In human anatomy, the internal thoracic artery (ITA), previously commonly known as the internal mammary artery (a name still common among surgeons), is an artery that supplies the anterior chest wall and the breasts. It is a paired artery, with one running along each side of the sternum, to continue after its bifurcation as the superior epigastric and musculophrenic arteries.

Structure
The internal thoracic artery arises from the anterior surface of the subclavian artery near its origin. It has a width of between 1-2 mm.

It travels downward on the inside of the rib cage, approximately 1 cm from the sides of the sternum, and thus medial to the nipple. It is accompanied by the internal thoracic vein.

It runs deep to the abdominal external oblique muscle, but superficial to the vagus nerve.

In adults, internal thoracic artery lies closest to the sternum at the first intercoastal space. The gap between the artery and lateral border of the sternum increases when going downwards, up to 1.1 cm to 1.3 cm at the sixth intercoastal space. In children, the gap ranges from 0.5 cm to 1.0 cm.

Branches
 Mediastinal branches
 Thymic branches
 Pericardiacophrenic artery - travels with the phrenic nerve
 Sternal branches
 Perforating branches
 Twelve anterior intercostal branches, two to each of the top six intercostal spaces. In a given space, the upper branch travels laterally along the bottom of the rib until it anastomoses with its corresponding posterior intercostal artery. The lower branch of the space anastomoses with a collateral branch of the posterior intercostal artery.

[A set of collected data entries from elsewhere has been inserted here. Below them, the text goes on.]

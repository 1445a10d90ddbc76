//! Revision keys.
//!
//! A revision key names one state of one document towards the document
//! service. It doubles as the idempotency key of conversion requests, so
//! it must be a pure function of its seed: the same seed yields the same
//! key on every process, forever.

use std::fmt;

use chrono::{DateTime, Utc};
use serde::{Deserialize, Serialize};
use sha2::{Digest, Sha256};

/// Longest key the document service accepts.
pub const MAX_KEY_LENGTH: usize = 128;

/// Number of digest bytes kept when a seed has to be hashed.
const HASHED_KEY_BYTES: usize = 20;

/// A derived, URL-safe document/conversion key.
#[derive(Debug, Clone, PartialEq, Eq, Hash, Serialize, Deserialize)]
#[serde(transparent)]
pub struct RevisionKey(String);

impl RevisionKey {
    /// Derive a key from an arbitrary seed.
    ///
    /// Seeds longer than [`MAX_KEY_LENGTH`] are replaced by a hex SHA-256
    /// prefix; every character outside `[0-9A-Za-z._=-]` becomes `_`.
    pub fn generate(seed: &str) -> Self {
        let source = if seed.len() > MAX_KEY_LENGTH {
            let digest = Sha256::digest(seed.as_bytes());
            digest[..HASHED_KEY_BYTES]
                .iter()
                .map(|b| format!("{b:02x}"))
                .collect::<String>()
        } else {
            seed.to_string()
        };

        let key: String = source
            .chars()
            .map(|c| {
                if c.is_ascii_alphanumeric() || matches!(c, '-' | '.' | '_' | '=') {
                    c
                } else {
                    '_'
                }
            })
            .take(MAX_KEY_LENGTH)
            .collect();

        Self(key)
    }

    /// Key for converting a callback download.
    pub fn for_download(download_uri: &str) -> Self {
        Self::generate(download_uri)
    }

    /// Key for one saved state of a stored document.
    ///
    /// Combines who the document belongs to, where it is served from,
    /// and when it was last written, so every save yields a new key.
    pub fn for_document(user_address: &str, file_uri: &str, modified: DateTime<Utc>) -> Self {
        Self::generate(&format!(
            "{user_address}/{file_uri}/{}",
            modified.timestamp_millis()
        ))
    }

    /// The key as a string slice.
    pub fn as_str(&self) -> &str {
        &self.0
    }

    /// Consume the key and return the inner string.
    pub fn into_string(self) -> String {
        self.0
    }
}

impl fmt::Display for RevisionKey {
    fn fmt(&self, f: &mut fmt::Formatter<'_>) -> fmt::Result {
        f.write_str(&self.0)
    }
}

impl AsRef<str> for RevisionKey {
    fn as_ref(&self) -> &str {
        &self.0
    }
}
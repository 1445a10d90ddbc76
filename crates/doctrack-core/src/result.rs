//! Convenience result type alias for DocTrack.

use crate::error::AppError;

/// A specialized `Result` type for DocTrack operations.
pub type AppResult<T> = Result<T, AppError>;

After passing the sixth intercostal space, the internal thoracic artery splits into the following two terminal branches:
 Musculophrenic artery - roughly follows the costal margin and it again gives branch for 7,8,9  ribs
 Superior epigastric artery - continues the course of the internal thoracic artery, travelling downward into the abdominal wall and to the content of recuts sheath

Function 
The internal thoracic artery supplies the chest wall and the breasts.

Clinical significance

Use in bypass grafts
The internal thoracic artery is the cardiac surgeon's blood vessel of choice for coronary artery bypass grafting. The left ITA has a superior long-term patency to saphenous vein grafts and other arterial grafts (e.g. radial artery, gastroepiploic artery) when grafted to the left anterior descending coronary artery, generally the most important vessel, clinically, to revascularize.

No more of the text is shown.